Task item => If a line of the records contains the word "bytes", list it.

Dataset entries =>
******

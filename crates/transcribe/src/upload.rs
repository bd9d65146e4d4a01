use reqwest::{
    Client,
    multipart::{Form, Part},
};
use secrecy::{ExposeSecret, SecretString};
use serde_json::Value;
use tokio_util::io::ReaderStream;

use crate::{
    download::Download,
    error::{RelayError, Result},
};

const FALLBACK_CONTENT_TYPE: &str = "application/octet-stream";

/// Client for the upstream speech-to-text service
pub(crate) struct TranscriptionClient {
    client: Client,
    endpoint: String,
    api_key: SecretString,
    model: String,
}

impl TranscriptionClient {
    pub fn new(client: Client, config: &relay_config::TranscriptionConfig) -> Self {
        Self {
            client,
            endpoint: config.endpoint(),
            api_key: config.api_key.clone(),
            model: config.model.clone(),
        }
    }

    /// Upload a downloaded artifact and return the service's JSON payload
    ///
    /// The file is streamed from disk rather than buffered in memory.
    pub async fn submit(&self, download: &Download) -> Result<Value> {
        let file = tokio::fs::File::open(download.artifact.path())
            .await
            .map_err(RelayError::storage("Failed to read temporary file"))?;

        let content_type = download
            .content_type
            .as_deref()
            .and_then(media_essence)
            .unwrap_or(FALLBACK_CONTENT_TYPE);

        let file_part = Part::stream_with_length(reqwest::Body::wrap_stream(ReaderStream::new(file)), download.size)
            .file_name(download.artifact.file_name().to_string())
            .mime_str(content_type)
            .map_err(|e| RelayError::Internal(format!("invalid content type {content_type}: {e}")))?;

        let form = Form::new().part("file", file_part).text("model", self.model.clone());

        tracing::debug!(
            "transcription request: {} bytes, model={}",
            download.size,
            self.model,
        );

        let response = self
            .client
            .post(&self.endpoint)
            .header("Authorization", format!("Bearer {}", self.api_key.expose_secret()))
            .multipart(form)
            .send()
            .await
            .map_err(|e| {
                tracing::error!("transcription request failed: {e}");
                RelayError::ConnectionError(format!("Failed to send request to transcription service: {e}"))
            })?;

        let status = response.status();

        let body = response.bytes().await.map_err(|e| {
            RelayError::ConnectionError(format!("Failed to read transcription service response: {e}"))
        })?;

        if !status.is_success() {
            let payload = serde_json::from_slice(&body)
                .unwrap_or_else(|_| Value::String(String::from_utf8_lossy(&body).into_owned()));

            tracing::error!("transcription service error ({status}): {payload}");

            return Err(RelayError::TranscriptionFailed {
                status: status.as_u16(),
                payload,
            });
        }

        let payload = serde_json::from_slice(&body).map_err(|e| {
            tracing::error!("failed to parse transcription response: {e}");
            RelayError::InvalidUpstreamResponse(e.to_string())
        })?;

        tracing::debug!("transcription complete");

        Ok(payload)
    }
}

/// Strip parameters from an audio or video content type
///
/// Anything else is left to the fallback type so the upstream service
/// decides from the file extension.
fn media_essence(content_type: &str) -> Option<&str> {
    let essence = content_type.split(';').next()?.trim();

    let is_media = essence.starts_with("audio/") || essence.starts_with("video/");
    let is_token = essence
        .chars()
        .all(|c| c.is_ascii_alphanumeric() || matches!(c, '/' | '.' | '+' | '-'));

    (is_media && is_token).then_some(essence)
}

******

Solution to this task =>
            "transcription request: {} bytes, model={}",
        let body = response.bytes().await.map_err(|e| {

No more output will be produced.